--- Task to carry out ---
Which lines in the data below contain the word "limits"? Copy each of them.

[Stored data]
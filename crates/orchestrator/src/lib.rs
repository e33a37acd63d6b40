//! # Corpus Orchestrator
//!
//! Plans and runs backend analysis over a whole project.
//!
//! ## Pipeline
//!
//! ```text
//! Directory
//!     │
//!     ├──> File Scanner (.gitignore aware)
//!     │
//!     ├──> Planner
//!     │      └─ complexity, strategy, sampling, task groups
//!     │
//!     ├──> Dependency Graph + Scheduler
//!     │      └─ dependency-ordered batches
//!     │
//!     ├──> Executor (bounded concurrency per batch)
//!     │      └─ chunk -> prompt -> backend (retry, timeout, cancel)
//!     │
//!     └──> Synthesis
//!            └─ merged analyses, correlations, coverage
//! ```
//!
//! ## Example
//!
//! ```no_run
//! use async_trait::async_trait;
//! use corpus_orchestrator::{
//!     Backend, BackendError, BackendResponse, CorpusService, ExecutionOptions,
//!     OrchestratorConfig, TokenUsage,
//! };
//! use std::path::Path;
//! use std::sync::Arc;
//!
//! struct Echo;
//!
//! #[async_trait]
//! impl Backend for Echo {
//!     async fn invoke(&self, prompt: &str, _budget: usize) -> Result<BackendResponse, BackendError> {
//!         Ok(BackendResponse { text: prompt.len().to_string(), usage: TokenUsage::default(), elapsed_ms: 0 })
//!     }
//! }
//!
//! #[tokio::main]
//! async fn main() -> corpus_orchestrator::Result<()> {
//!     let service = CorpusService::new(OrchestratorConfig::default(), Arc::new(Echo))?;
//!     let outcome = service
//!         .execute_coordinated_analysis(Path::new("/path/to/project"), ExecutionOptions::default())
//!         .await?;
//!
//!     println!("{}", outcome.report.summary());
//!     Ok(())
//! }
//! ```

mod backend;
mod config;
mod error;
mod executor;
mod files;
mod limits;
mod planner;
mod prompt;
mod scanner;
mod service;
mod synthesis;

pub use backend::{
    Backend, BackendError, BackendResponse, RetriedResponse, RetryFailure, RetryPolicy, TokenUsage,
};
pub use config::{OrchestratorConfig, RetryConfig, DEFAULT_MAX_FILE_SIZE_BYTES};
pub use error::{ErrorClass, OrchestratorError, Result, StepError};
pub use executor::{
    CacheCleanup, ChannelProgress, ChunkOutcome, CleanupHook, ExecutionOptions, ExecutionReport,
    NoopProgress, ProgressSink, ProgressUpdate, RecoveryAction, RecoveryKind, ResourceUsage,
    StepOutcome, StepStatus,
};
pub use files::{FileAccess, FsFileAccess};
pub use limits::default_concurrency;
pub use planner::{
    complexity_score, sample_files, AnalysisPlan, Strategy, TaskGroup, ESTIMATED_MS_PER_CHUNK,
};
pub use prompt::{build_prompt, reserved_tokens, PROMPT_TEMPLATE};
pub use scanner::{FileScanner, ScannedFile};
pub use service::{AnalysisOutcome, CorpusService, MultiFileChunks};
pub use synthesis::{synthesize, Correlation, FileReport, Hub, SynthesisReport, HUB_LIMIT};
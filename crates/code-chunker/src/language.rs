use serde::{Deserialize, Serialize};
use std::path::Path;

/// Programming language of a code-family source
#[derive(Debug, Clone, Copy, PartialEq, Eq, Hash, Serialize, Deserialize)]
#[serde(rename_all = "lowercase")]
pub enum Language {
    Rust,
    Python,
    JavaScript,
    TypeScript,
    Go,
    Java,
    C,
    Cpp,
    CSharp,
    Ruby,
    Swift,
    Kotlin,
    Php,
    Scala,
    Unknown,
}

impl Language {
    /// Detect language from file extension
    pub fn from_extension(ext: &str) -> Self {
        match ext.to_lowercase().as_str() {
            "rs" => Language::Rust,
            "py" | "pyw" => Language::Python,
            "js" | "mjs" | "cjs" | "jsx" => Language::JavaScript,
            "ts" | "tsx" | "mts" | "cts" => Language::TypeScript,
            "go" => Language::Go,
            "java" => Language::Java,
            "c" | "h" => Language::C,
            "cpp" | "cc" | "cxx" | "hpp" | "hh" | "hxx" => Language::Cpp,
            "cs" => Language::CSharp,
            "rb" => Language::Ruby,
            "swift" => Language::Swift,
            "kt" | "kts" => Language::Kotlin,
            "php" => Language::Php,
            "scala" | "sc" => Language::Scala,
            _ => Language::Unknown,
        }
    }

    /// Detect language from file path
    pub fn from_path(path: impl AsRef<Path>) -> Self {
        path.as_ref()
            .extension()
            .and_then(|ext| ext.to_str())
            .map(Self::from_extension)
            .unwrap_or(Language::Unknown)
    }

    /// Parse a language name (`"rust"`, `"typescript"`, ...)
    pub fn from_name(name: &str) -> Self {
        match name.trim().to_lowercase().as_str() {
            "rust" => Language::Rust,
            "python" => Language::Python,
            "javascript" | "js" => Language::JavaScript,
            "typescript" | "ts" => Language::TypeScript,
            "go" | "golang" => Language::Go,
            "java" => Language::Java,
            "c" => Language::C,
            "cpp" | "c++" => Language::Cpp,
            "csharp" | "c#" => Language::CSharp,
            "ruby" => Language::Ruby,
            "swift" => Language::Swift,
            "kotlin" => Language::Kotlin,
            "php" => Language::Php,
            "scala" => Language::Scala,
            _ => Language::Unknown,
        }
    }

    /// Get language name as string
    pub fn as_str(self) -> &'static str {
        match self {
            Language::Rust => "rust",
            Language::Python => "python",
            Language::JavaScript => "javascript",
            Language::TypeScript => "typescript",
            Language::Go => "go",
            Language::Java => "java",
            Language::C => "c",
            Language::Cpp => "cpp",
            Language::CSharp => "csharp",
            Language::Ruby => "ruby",
            Language::Swift => "swift",
            Language::Kotlin => "kotlin",
            Language::Php => "php",
            Language::Scala => "scala",
            Language::Unknown => "unknown",
        }
    }

    /// Get typical line comment prefixes for this language
    pub fn comment_prefixes(self) -> &'static [&'static str] {
        match self {
            Language::Rust
            | Language::JavaScript
            | Language::TypeScript
            | Language::Go
            | Language::Java
            | Language::C
            | Language::Cpp
            | Language::CSharp
            | Language::Swift
            | Language::Kotlin
            | Language::Scala => &["//", "/*", "*", "*/"],
            Language::Php => &["//", "#", "/*", "*", "*/"],
            Language::Python | Language::Ruby => &["#"],
            Language::Unknown => &["//", "#"],
        }
    }

    /// Prefixes of lines that decorate the declaration below them
    pub fn attribute_prefixes(self) -> &'static [&'static str] {
        match self {
            Language::Rust => &["#["],
            Language::Python | Language::Java | Language::Kotlin | Language::Scala => &["@"],
            Language::TypeScript | Language::JavaScript => &["@"],
            Language::CSharp => &["["],
            _ => &[],
        }
    }
}
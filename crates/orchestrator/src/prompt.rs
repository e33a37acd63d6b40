use corpus_chunker::{token, Chunk};

/// Instructional template sent with every chunk
pub const PROMPT_TEMPLATE: &str = "You are analyzing one part of a larger corpus.\n\
Source: {source}\n\
Part: {part} of {total}\n\
Content type: {content_type}\n\
Lines: {start_line}-{end_line}\n\
\n\
Summarize what this part does, list the entities it defines, and note every reference to other \
files or modules. Respond in plain text.\n\
\n\
--- BEGIN CONTENT ---\n\
{content}\n\
--- END CONTENT ---\n";

/// Tokens reserved for the template and its substituted metadata
pub fn reserved_tokens() -> usize {
    // Source paths and numbers rarely exceed this allowance.
    token::estimate(PROMPT_TEMPLATE) + 128
}

/// Fill the template for `chunk`, which is one of `total` parts of its source
pub fn build_prompt(chunk: &Chunk, total: usize) -> String {
    PROMPT_TEMPLATE
        .replace("{source}", &chunk.source_id)
        .replace("{part}", &(chunk.index + 1).to_string())
        .replace("{total}", &total.to_string())
        .replace("{content_type}", &chunk.content_type.to_string())
        .replace("{start_line}", &chunk.start_line.to_string())
        .replace("{end_line}", &chunk.end_line.to_string())
        .replace("{content}", &chunk.content)
}

#[cfg(test)]
mod tests {
    use super::*;
    use corpus_chunker::{ContentType, Language, SemanticChunker};

    #[test]
    fn prompt_carries_metadata_and_content() {
        let code = "fn main() {\n    println!(\"hi\");\n}\n";
        let chunks = SemanticChunker::default().chunk(
            code,
            ContentType::Code(Language::Rust),
            Some("src/main.rs"),
        );
        let prompt = build_prompt(&chunks[0], chunks.len());

        assert!(prompt.contains("Source: src/main.rs"));
        assert!(prompt.contains("Part: 1 of 1"));
        assert!(prompt.contains("Content type: code:rust"));
        assert!(prompt.contains(code));
        assert!(token::estimate(&prompt) <= token::estimate(code) + reserved_tokens());
    }
}
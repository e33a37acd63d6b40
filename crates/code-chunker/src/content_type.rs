use crate::error::{ChunkerError, Result};
use crate::language::Language;
use serde::{Deserialize, Serialize};
use std::fmt;
use std::path::Path;

/// Content-type tag attached to every chunk.
///
/// The tag selects the boundary detector; the language refines it for code.
#[derive(Debug, Clone, Copy, PartialEq, Eq, Hash, Serialize, Deserialize)]
#[serde(tag = "family", content = "language", rename_all = "lowercase")]
pub enum ContentType {
    /// Source code (functions, classes, brace blocks)
    Code(Language),
    /// Markdown-like documents (headings, fences, lists)
    Markup,
    /// Prose or data without structural syntax
    Plain,
    /// Anything else; no boundaries are detected
    Unknown,
}

const MARKUP_EXTENSIONS: &[&str] = &["md", "mdx", "markdown", "rst", "adoc", "asciidoc", "html", "htm"];

const PLAIN_EXTENSIONS: &[&str] = &[
    "txt", "text", "log", "csv", "json", "yaml", "yml", "toml", "ini", "cfg", "conf", "xml", "env",
];

const UNTYPED_CODE_EXTENSIONS: &[&str] = &[
    "sh", "bash", "zsh", "fish", "ps1", "lua", "dart", "zig", "ex", "exs", "clj", "el", "sql",
    "proto", "tf", "hcl", "css", "scss", "less", "gradle", "groovy", "vue", "svelte",
];

impl ContentType {
    /// Detect content type from file extension
    pub fn from_extension(ext: &str) -> Self {
        let ext = ext.to_lowercase();
        let language = Language::from_extension(&ext);
        if language != Language::Unknown {
            return ContentType::Code(language);
        }
        if MARKUP_EXTENSIONS.contains(&ext.as_str()) {
            ContentType::Markup
        } else if PLAIN_EXTENSIONS.contains(&ext.as_str()) {
            ContentType::Plain
        } else if UNTYPED_CODE_EXTENSIONS.contains(&ext.as_str()) {
            ContentType::Code(Language::Unknown)
        } else {
            ContentType::Unknown
        }
    }

    /// Detect content type from file path; extension-less files are plain text
    pub fn from_path(path: impl AsRef<Path>) -> Self {
        match path.as_ref().extension().and_then(|ext| ext.to_str()) {
            Some(ext) => Self::from_extension(ext),
            None => ContentType::Plain,
        }
    }

    /// Parse a tag leniently: unrecognized tags map to [`ContentType::Unknown`]
    pub fn from_tag(tag: &str) -> Self {
        Self::parse_tag(tag).unwrap_or(ContentType::Unknown)
    }

    /// Parse a tag such as `code`, `rust`, `code:python`, `markdown`, `plain`, or an extension
    pub fn parse_tag(tag: &str) -> Result<Self> {
        let tag = tag.trim().to_lowercase();
        let parsed = match tag.as_str() {
            "code" => Some(ContentType::Code(Language::Unknown)),
            "markup" | "markdown" | "docs" | "html" => Some(ContentType::Markup),
            "plain" | "text" => Some(ContentType::Plain),
            "unknown" => Some(ContentType::Unknown),
            other => {
                if let Some(lang) = other.strip_prefix("code:") {
                    Some(ContentType::Code(Language::from_name(lang)))
                } else {
                    let by_name = Language::from_name(other);
                    if by_name != Language::Unknown {
                        Some(ContentType::Code(by_name))
                    } else {
                        match Self::from_extension(other.trim_start_matches('.')) {
                            ContentType::Unknown => None,
                            detected => Some(detected),
                        }
                    }
                }
            }
        };

        parsed.ok_or_else(|| ChunkerError::unsupported_content_type(tag))
    }

    /// Family name (`code`, `markup`, `plain`, `unknown`)
    pub const fn family(self) -> &'static str {
        match self {
            ContentType::Code(_) => "code",
            ContentType::Markup => "markup",
            ContentType::Plain => "plain",
            ContentType::Unknown => "unknown",
        }
    }

    /// Language for code content
    pub const fn language(self) -> Option<Language> {
        match self {
            ContentType::Code(lang) => Some(lang),
            _ => None,
        }
    }

    pub const fn is_code(self) -> bool {
        matches!(self, ContentType::Code(_))
    }
}

impl fmt::Display for ContentType {
    fn fmt(&self, f: &mut fmt::Formatter<'_>) -> fmt::Result {
        match self {
            ContentType::Code(Language::Unknown) => f.write_str("code"),
            ContentType::Code(lang) => write!(f, "code:{}", lang.as_str()),
            other => f.write_str(other.family()),
        }
    }
}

--- Exercise output ---
mod limits;
pub use limits::default_concurrency;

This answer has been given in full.